» EXERCISE DESCRIPTION
How many lines of the entries below include the word "quiet"? Answer with the number alone.

» Dataset entries
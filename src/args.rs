use clap::{Parser, Subcommand};
use std::path::PathBuf;

use webrtclite_core::config;

#[derive(Parser, Debug)]
#[command(name = "webrtclite")]
#[command(author = "WebRTC-Lite Team")]
#[command(version)]
#[command(about = "WebRTC-Lite call core tools", long_about = None)]
pub struct Args {
    /// Configuration file path
    #[arg(short, long, default_value = "/etc/webrtclite.toml")]
    pub config: PathBuf,

    /// Verbose logging
    #[arg(short, long, action)]
    pub verbose: bool,

    #[command(subcommand)]
    pub command: Command,
}

#[derive(Subcommand, Debug)]
pub enum Command {
    /// Fetch TURN credentials for a session through the cache
    Credentials {
        /// Session identifier
        session: String,
    },

    /// Score a set of connection metrics
    Quality {
        /// Round-trip time in milliseconds
        #[arg(long)]
        rtt: f64,

        /// Packet loss in percent
        #[arg(long, default_value = "0")]
        loss: f64,

        /// Bitrate in bits per second
        #[arg(long)]
        bitrate: f64,
    },

    /// Print the reconnection backoff schedule
    Backoff,
}

impl Args {
    pub fn load_config(&self) -> Result<config::Config, Box<dyn std::error::Error>> {
        Ok(config::Config::load(&self.config)?)
    }

    /// Environment filter wins, then `--verbose`, then the configured level
    pub fn log_filter(&self, env_filter: Option<String>, configured: &str) -> String {
        match env_filter {
            Some(filter) if !filter.is_empty() => filter,
            _ if self.verbose => "debug".to_string(),
            _ => configured.to_string(),
        }
    }
}

#[cfg(test)]
mod tests {
    use super::*;

    #[test]
    fn test_parse_quality() {
        let args = Args::parse_from(["webrtclite", "quality", "--rtt", "120", "--bitrate", "800000"]);
        match args.command {
            Command::Quality { rtt, loss, bitrate } => {
                assert_eq!(rtt, 120.0);
                assert_eq!(loss, 0.0);
                assert_eq!(bitrate, 800_000.0);
            }
            other => panic!("Expected quality, got {:?}", other),
        }
        assert_eq!(args.config, PathBuf::from("/etc/webrtclite.toml"));
    }

    #[test]
    fn test_log_filter_precedence() {
        let quiet = Args::parse_from(["webrtclite", "backoff"]);
        assert_eq!(quiet.log_filter(None, "warn"), "warn");
        assert_eq!(quiet.log_filter(Some(String::new()), "warn"), "warn");
        assert_eq!(quiet.log_filter(Some("trace".to_string()), "warn"), "trace");

        let verbose = Args::parse_from(["webrtclite", "-v", "backoff"]);
        assert_eq!(verbose.log_filter(None, "warn"), "debug");
        assert_eq!(verbose.log_filter(Some("error".to_string()), "warn"), "error");
    }

    #[test]
    fn test_parse_credentials_with_config() {
        let args = Args::parse_from(["webrtclite", "-c", "/tmp/w.toml", "-v", "credentials", "abc"]);
        assert!(args.verbose);
        assert_eq!(args.config, PathBuf::from("/tmp/w.toml"));
        assert!(matches!(args.command, Command::Credentials { ref session } if session == "abc"));
    }
}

» EXERCISE OUTPUT
4